**Work to complete**
Check each line of the records below for the string "message", then state how many lines contain it, with no other output.
☆ ☆ ☆ ☆ ☆
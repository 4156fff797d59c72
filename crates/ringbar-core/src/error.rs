//! Error types for animation requests.

use thiserror::Error;

/// Errors raised synchronously when an animation is requested.
///
/// Nothing is reported from inside a scheduled frame. A frame that cannot
/// be re-queued mid-run ends the run instead.
#[derive(Debug, Clone, PartialEq, Eq, Error)]
pub enum AnimationError {
    /// An argument was missing, non-numeric, or out of range.
    #[error("invalid argument: {0}")]
    InvalidArgument(String),

    /// The target already has a run in flight.
    #[error("animation already in progress")]
    AnimationInProgress,

    /// The host refused to queue a frame.
    #[error("frame could not be scheduled: {0}")]
    SchedulerUnavailable(String),
}

impl AnimationError {
    /// Shorthand for [`AnimationError::InvalidArgument`].
    pub fn invalid(message: impl Into<String>) -> Self {
        Self::InvalidArgument(message.into())
    }

    /// Shorthand for [`AnimationError::SchedulerUnavailable`].
    pub fn scheduler(message: impl Into<String>) -> Self {
        Self::SchedulerUnavailable(message.into())
    }
}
☆ ☆ ☆ ☆ ☆
**Solution for this exercise**
4